As things begin opening back up across the country, high school athletes are beginning to think about the coming school year and how they can be prepared for it. What does this mean for athletes who have been limited by their options for training or who are in a location where club programs have not been running? Chances are some of you out there have been training and others of you have been working to find areas where you can train. The first thing is don’t panic. Even if you have been unable to get much hard training done over the past three months, you still have time. And secondly, it’s time to get into a routine and begin recapturing some of the strength and speed that you may have been losing as this pandemic has raged. To that end, it’s important to know the hierarchy of needs for your sport.

 

The hierarchy of needs is basically what do you need to be good at and how good do you need to be at that particular thing to be successful at your sport, in order of importance. For example, if you are a lacrosse player the top two things you would want to work on are stick skills and endurance. If you are strong as an ox and can shoot 100mph but you can’t run for more than 3 minutes and the moment you are under pressure you lose possession, what good is all that strength and power.

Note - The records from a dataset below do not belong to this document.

use crate::store::types::{BookingId, BookingStatus, ProviderId};
use thiserror::Error;

pub type Result<T, E = Error> = std::result::Result<T, E>;

/// Domain errors surfaced by the reputation core.
///
/// Validation-class failures never leave partial mutations behind; callers
/// can rely on the store being untouched when one of these comes back.
#[derive(Debug, Error)]
pub enum Error {
    #[error("provider {0} not found")]
    ProviderNotFound(ProviderId),

    #[error("booking {0} not found")]
    BookingNotFound(BookingId),

    #[error("notification {0} not found")]
    NotificationNotFound(u64),

    #[error("provider {asserted} is not authorized for booking {booking}")]
    Unauthorized {
        booking: BookingId,
        asserted: ProviderId,
    },

    #[error("invalid status transition: {from} -> {to}")]
    InvalidTransition {
        from: BookingStatus,
        to: BookingStatus,
    },

    #[error("rating must be between 1 and 5, got {0}")]
    RatingOutOfRange(u8),

    #[error("booking {0} already has a review")]
    AlreadyReviewed(BookingId),

    #[error("only completed bookings can be reviewed (booking {0})")]
    ReviewRequiresCompletion(BookingId),

    #[error("unknown booking status '{0}'")]
    UnknownStatus(String),

    #[error("persistence failure: {0}")]
    Persistence(String),
}

impl Error {
    /// True for the validation-class errors of the domain (bad rating,
    /// duplicate review, disallowed transition). Useful when a caller wants
    /// to map these to a 4xx-style response and everything else to a 5xx.
    pub fn is_validation(&self) -> bool {
        matches!(
            self,
            Error::InvalidTransition { .. }
                | Error::RatingOutOfRange(_)
                | Error::AlreadyReviewed(_)
                | Error::ReviewRequiresCompletion(_)
                | Error::UnknownStatus(_)
        )
    }
}
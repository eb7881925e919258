use crate::models::Variant;
use crate::routes::{health, v1};
use utoipa::OpenApi;

#[derive(OpenApi)]
#[openapi(info(
    title = "todo-server",
    description = "Per-user task and time-log records",
    version = "0.1.0",
))]
pub struct ApiDoc;

pub fn get_docs(variant: Variant) -> utoipa::openapi::OpenApi {
    let mut root = ApiDoc::openapi();
    root.merge(health::HealthApi::openapi());
    root.merge(v1::api_docs(variant));
    root
}
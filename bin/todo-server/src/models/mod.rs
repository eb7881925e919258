//! Domain types shared by the store, handlers and routes.

pub mod object_id;
pub mod payload;
pub mod rules;
pub mod variant;

pub use object_id::ObjectId;
pub use payload::Payload;
pub use variant::Variant;
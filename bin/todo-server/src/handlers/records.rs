//! Record pipelines behind the HTTP routes.
//!
//! Each operation is a short chain that stops at the first failing step.
//! Everything before the store call is pure, so nothing needs undoing.

use chrono::{DateTime, Utc};
use serde_json::Value;
use tracing::{debug, info};

use crate::entities::{Document, Filter, Page, RecordStore, Sort};
use crate::error::ServerError;
use crate::middleware::identity::Identity;
use crate::models::payload::{self, KEY_CREATE_AT, KEY_DERATION, KEY_ID, KEY_UPDATE_AT};
use crate::models::rules::check_required;
use crate::models::{ObjectId, Payload, Variant};

pub const UPDATED: &str = "updated successfully";
pub const DELETED: &str = "deleted successfully";

fn not_found(id: ObjectId) -> ServerError {
    ServerError::NotFound(format!("record {id} not found"))
}

/// Nanoseconds between the caller's latest record and `now`.
///
/// Zero when there is no earlier record or its `createAt` is unreadable.
async fn elapsed_since_previous<S: RecordStore>(
    store: &S,
    uid: ObjectId,
    now: DateTime<Utc>,
) -> Result<i64, ServerError> {
    let previous = store
        .find_one(Filter::owner(uid), Sort::descending(KEY_CREATE_AT))
        .await?;
    let Some(created) = previous.as_ref().and_then(payload::create_at_of) else {
        return Ok(0);
    };
    Ok((now - created).num_nanoseconds().unwrap_or(i64::MAX).max(0))
}

/// Validate and insert a new record owned by the caller; returns its id.
pub async fn create<S: RecordStore>(
    store: &S,
    variant: Variant,
    identity: Identity,
    body: &[u8],
) -> Result<ObjectId, ServerError> {
    let mut payload = Payload::parse(body)?;
    check_required(&payload, variant.create_rules())?;

    let uid = identity.uid();
    let now = Utc::now();
    payload.remove(KEY_ID);
    payload.remove(KEY_UPDATE_AT);
    if variant.tracks_duration() {
        let nanos = elapsed_since_previous(store, uid, now).await?;
        payload.set_deration(nanos);
    }
    payload.set_uid(uid);
    payload.set_create_at(now);

    let id = store.insert_one(payload.into_map()).await?;
    info!(record_id = %id, %uid, "record created");
    Ok(id)
}

/// Merge the payload's fields into one of the caller's records.
///
/// The target is the body's `id`; `id`, `uid`, `createAt` and `deration`
/// can't be changed this way.
pub async fn update<S: RecordStore>(
    store: &S,
    variant: Variant,
    identity: Identity,
    body: &[u8],
) -> Result<Document, ServerError> {
    let mut payload = Payload::parse(body)?;
    check_required(&payload, variant.update_rules())?;

    let uid = identity.uid();
    let id = payload
        .take_id()?
        .ok_or_else(|| ServerError::InvalidIdentity("record id must not be empty".into()))?;
    payload.remove(KEY_CREATE_AT);
    payload.remove(KEY_DERATION);
    payload.set_uid(uid);
    payload.set_update_at(Utc::now());

    let updated = store
        .update_one_and_return(Filter::id(id).owned_by(uid), payload.into_map())
        .await?
        .ok_or_else(|| not_found(id))?;
    info!(record_id = %id, %uid, "record updated");
    Ok(updated)
}

/// Hard-delete one of the caller's records by its path id.
pub async fn remove<S: RecordStore>(
    store: &S,
    identity: Identity,
    raw_id: &str,
) -> Result<Document, ServerError> {
    let uid = identity.uid();
    let id: ObjectId = raw_id
        .parse()
        .map_err(|e| ServerError::InvalidIdentity(format!("invalid record id: {e}")))?;

    let removed = store
        .delete_one_and_return(Filter::id(id).owned_by(uid))
        .await?
        .ok_or_else(|| not_found(id))?;
    info!(record_id = %id, %uid, "record deleted");
    Ok(removed)
}

#[derive(Debug, Clone, PartialEq)]
pub struct Listing {
    pub records: Vec<Document>,
    /// Every record the caller owns, regardless of paging.
    pub total: u64,
}

impl Listing {
    pub fn into_value(self) -> Value {
        Value::Array(self.records.into_iter().map(Value::Object).collect())
    }
}

pub async fn list<S: RecordStore>(
    store: &S,
    variant: Variant,
    identity: Identity,
    page: Page,
) -> Result<Listing, ServerError> {
    let filter = Filter::owner(identity.uid());
    let records = store
        .find_many(filter, Sort::descending(variant.list_sort_field()), page)
        .await?;
    let total = store.count(filter).await?;
    debug!(uid = %identity.uid(), returned = records.len(), total, "records listed");
    Ok(Listing { records, total })
}
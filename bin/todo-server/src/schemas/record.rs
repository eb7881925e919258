use serde::Deserialize;
use utoipa::IntoParams;

use crate::entities::Page;

/// Paging for the list route.
///
/// Kept as raw strings: absent, non-numeric and negative values all mean 0,
/// i.e. no skip and no limit.
#[derive(Debug, Default, Deserialize, IntoParams)]
#[into_params(parameter_in = Query)]
pub struct ListQuery {
    /// Maximum number of records to return; 0 for all.
    pub limit: Option<String>,
    /// Number of records to skip.
    pub skip: Option<String>,
}

fn lenient_count(raw: Option<&str>) -> u64 {
    raw.and_then(|v| v.trim().parse().ok()).unwrap_or(0)
}

impl ListQuery {
    pub fn page(&self) -> Page {
        Page {
            skip: lenient_count(self.skip.as_deref()),
            limit: lenient_count(self.limit.as_deref()),
        }
    }
}

#[cfg(test)]
mod test {
    use super::*;

    fn query(limit: Option<&str>, skip: Option<&str>) -> ListQuery {
        ListQuery {
            limit: limit.map(str::to_owned),
            skip: skip.map(str::to_owned),
        }
    }

    #[test]
    fn absent_values_mean_no_paging() {
        assert_eq!(ListQuery::default().page(), Page { skip: 0, limit: 0 });
    }

    #[test]
    fn numeric_values_are_used() {
        assert_eq!(query(Some("10"), Some("20")).page(), Page { skip: 20, limit: 10 });
    }

    #[test]
    fn junk_and_negative_values_fall_back_to_zero() {
        assert_eq!(query(Some("ten"), Some("-3")).page(), Page { skip: 0, limit: 0 });
    }
}
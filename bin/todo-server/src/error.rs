//! Unified server error type.
//!
//! Every handler returns `Result<T, ServerError>`, which implements
//! [`axum::response::IntoResponse`] so errors are converted to the failure
//! envelope `{ok: false, msg}` with an accompanying HTTP status code.

use axum::extract::rejection::{BytesRejection, QueryRejection};
use axum::http::StatusCode;
use axum::response::{IntoResponse, Response};
use thiserror::Error;
use tracing::error;

use crate::schemas::envelope::Envelope;

/// All errors that can occur while handling a record request.
#[derive(Debug, Error)]
pub enum ServerError {
    /// Missing or malformed caller identity, path id or body id.
    #[error("{0}")]
    InvalidIdentity(String),

    #[error("request body is empty")]
    EmptyBody,

    #[error("malformed payload: {0}")]
    MalformedPayload(String),

    #[error("request body is too large")]
    PayloadTooLarge,

    /// The query string could not be decoded at all (e.g. a repeated key).
    #[error("invalid query: {0}")]
    InvalidQuery(String),

    /// Carries the message of the first unmet required-field rule.
    #[error("{0}")]
    ValidationFailed(String),

    /// Propagated from the SQLite store; the message is passed through.
    #[error("{0}")]
    Database(#[from] sqlx::Error),

    /// Update/delete target absent, or owned by someone else.
    #[error("{0}")]
    NotFound(String),

    /// The gateway token was missing or wrong.
    #[error("unauthorised")]
    Unauthorized,
}

impl ServerError {
    pub fn status(&self) -> StatusCode {
        match self {
            ServerError::InvalidIdentity(_)
            | ServerError::EmptyBody
            | ServerError::MalformedPayload(_)
            | ServerError::InvalidQuery(_)
            | ServerError::ValidationFailed(_) => StatusCode::BAD_REQUEST,
            ServerError::PayloadTooLarge => StatusCode::PAYLOAD_TOO_LARGE,
            ServerError::Unauthorized => StatusCode::UNAUTHORIZED,
            ServerError::NotFound(_) => StatusCode::NOT_FOUND,
            ServerError::Database(_) => StatusCode::INTERNAL_SERVER_ERROR,
        }
    }
}

impl IntoResponse for ServerError {
    fn into_response(self) -> Response {
        if let ServerError::Database(e) = &self {
            error!(error = %e, "database error");
        }
        (self.status(), Envelope::fail(self.to_string())).into_response()
    }
}

impl From<BytesRejection> for ServerError {
    fn from(rejection: BytesRejection) -> Self {
        if rejection.status() == StatusCode::PAYLOAD_TOO_LARGE {
            ServerError::PayloadTooLarge
        } else {
            ServerError::MalformedPayload(rejection.body_text())
        }
    }
}

impl From<QueryRejection> for ServerError {
    fn from(rejection: QueryRejection) -> Self {
        ServerError::InvalidQuery(rejection.body_text())
    }
}
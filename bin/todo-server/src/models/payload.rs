//! Schema-free request payloads.
//!
//! A [`Payload`] is an order-preserving `String -> serde_json::Value` map
//! (the `preserve_order` feature keeps client key order on the way to the
//! store). Client keys pass through untouched; the handful of keys the
//! server owns get typed accessors below.

use chrono::{DateTime, SecondsFormat, Utc};
use serde_json::{Map, Value};

use crate::error::ServerError;
use crate::models::object_id::ObjectId;

pub const KEY_ID: &str = "id";
pub const KEY_UID: &str = "uid";
pub const KEY_CREATE_AT: &str = "createAt";
pub const KEY_UPDATE_AT: &str = "updateAt";
pub const KEY_DERATION: &str = "deration";

/// Render a timestamp the way every stored record carries it.
///
/// Fixed-width UTC with microseconds, so string order is time order.
pub fn format_timestamp(at: DateTime<Utc>) -> String {
    at.to_rfc3339_opts(SecondsFormat::Micros, true)
}

pub fn parse_timestamp(raw: &str) -> Option<DateTime<Utc>> {
    DateTime::parse_from_rfc3339(raw)
        .ok()
        .map(|dt| dt.with_timezone(&Utc))
}

#[derive(Debug, Clone, Default, PartialEq)]
pub struct Payload(Map<String, Value>);

impl Payload {
    /// Decode a raw request body.
    ///
    /// Zero bytes is [`ServerError::EmptyBody`]; anything that is not a JSON
    /// object is [`ServerError::MalformedPayload`].
    pub fn parse(body: &[u8]) -> Result<Self, ServerError> {
        if body.is_empty() {
            return Err(ServerError::EmptyBody);
        }
        serde_json::from_slice::<Map<String, Value>>(body)
            .map(Self)
            .map_err(|e| ServerError::MalformedPayload(e.to_string()))
    }

    pub fn get(&self, key: &str) -> Option<&Value> {
        self.0.get(key)
    }

    pub fn insert(&mut self, key: impl Into<String>, value: Value) -> Option<Value> {
        self.0.insert(key.into(), value)
    }

    pub fn remove(&mut self, key: &str) -> Option<Value> {
        self.0.remove(key)
    }

    pub fn set_uid(&mut self, uid: ObjectId) {
        self.insert(KEY_UID, Value::String(uid.to_hex()));
    }

    pub fn set_create_at(&mut self, at: DateTime<Utc>) {
        self.insert(KEY_CREATE_AT, Value::String(format_timestamp(at)));
    }

    pub fn set_update_at(&mut self, at: DateTime<Utc>) {
        self.insert(KEY_UPDATE_AT, Value::String(format_timestamp(at)));
    }

    /// Elapsed time in nanoseconds.
    pub fn set_deration(&mut self, nanos: i64) {
        self.insert(KEY_DERATION, Value::from(nanos));
    }

    /// Remove the client `id` and interpret it as the target record.
    ///
    /// `Ok(None)` when the key was absent.
    pub fn take_id(&mut self) -> Result<Option<ObjectId>, ServerError> {
        match self.remove(KEY_ID) {
            None => Ok(None),
            Some(Value::String(s)) => s
                .parse()
                .map(Some)
                .map_err(|e| ServerError::InvalidIdentity(format!("invalid record id: {e}"))),
            Some(other) => Err(ServerError::InvalidIdentity(format!(
                "invalid record id: expected a string, got {other}"
            ))),
        }
    }

    pub fn into_map(self) -> Map<String, Value> {
        self.0
    }
}

/// Read the creation time of a stored document, if it has a decodable one.
pub fn create_at_of(doc: &Map<String, Value>) -> Option<DateTime<Utc>> {
    doc.get(KEY_CREATE_AT)
        .and_then(Value::as_str)
        .and_then(parse_timestamp)
}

Conversely, being able to handle the ball and move it around effectively and be able to run and keep pace with the speed of the game, having less power and strength become less of a hindrance to performance. I am not saying that all four of these things listed are not important, but some are MORE important than others; and with limited time and equipment, knowing your hierarchy is important. Below are some sports and the top 3 training focuses as I would coach it for an athlete:

 

Lacrosse: Stick/ball handling skills, On-field cardiovascular endurance, and 1-on-1 situational skills

Soccer: Ball handling skills, On-field cardiovascular endurance, short and long sprint ability

Tennis/Squash: Racket skills, Wall ball, plyometric and change of direction training

Rowing: Erging/Sculling, mobility, endurance cross training

Football: Strength Training (hard to do if you don’t have access to weights but find some heavy objects and move those around), short/long sprint (depending on position), plyometrics

 

The general rule of thumb, the more you can play or practice your sport using your equipment, the better. Training sport specific skills is always going to be the best use of your time when time and options are limited. If you haven’t been doing that then it’s time to get back out there and start, and if you have, start to diversify your training to include some of these other needs.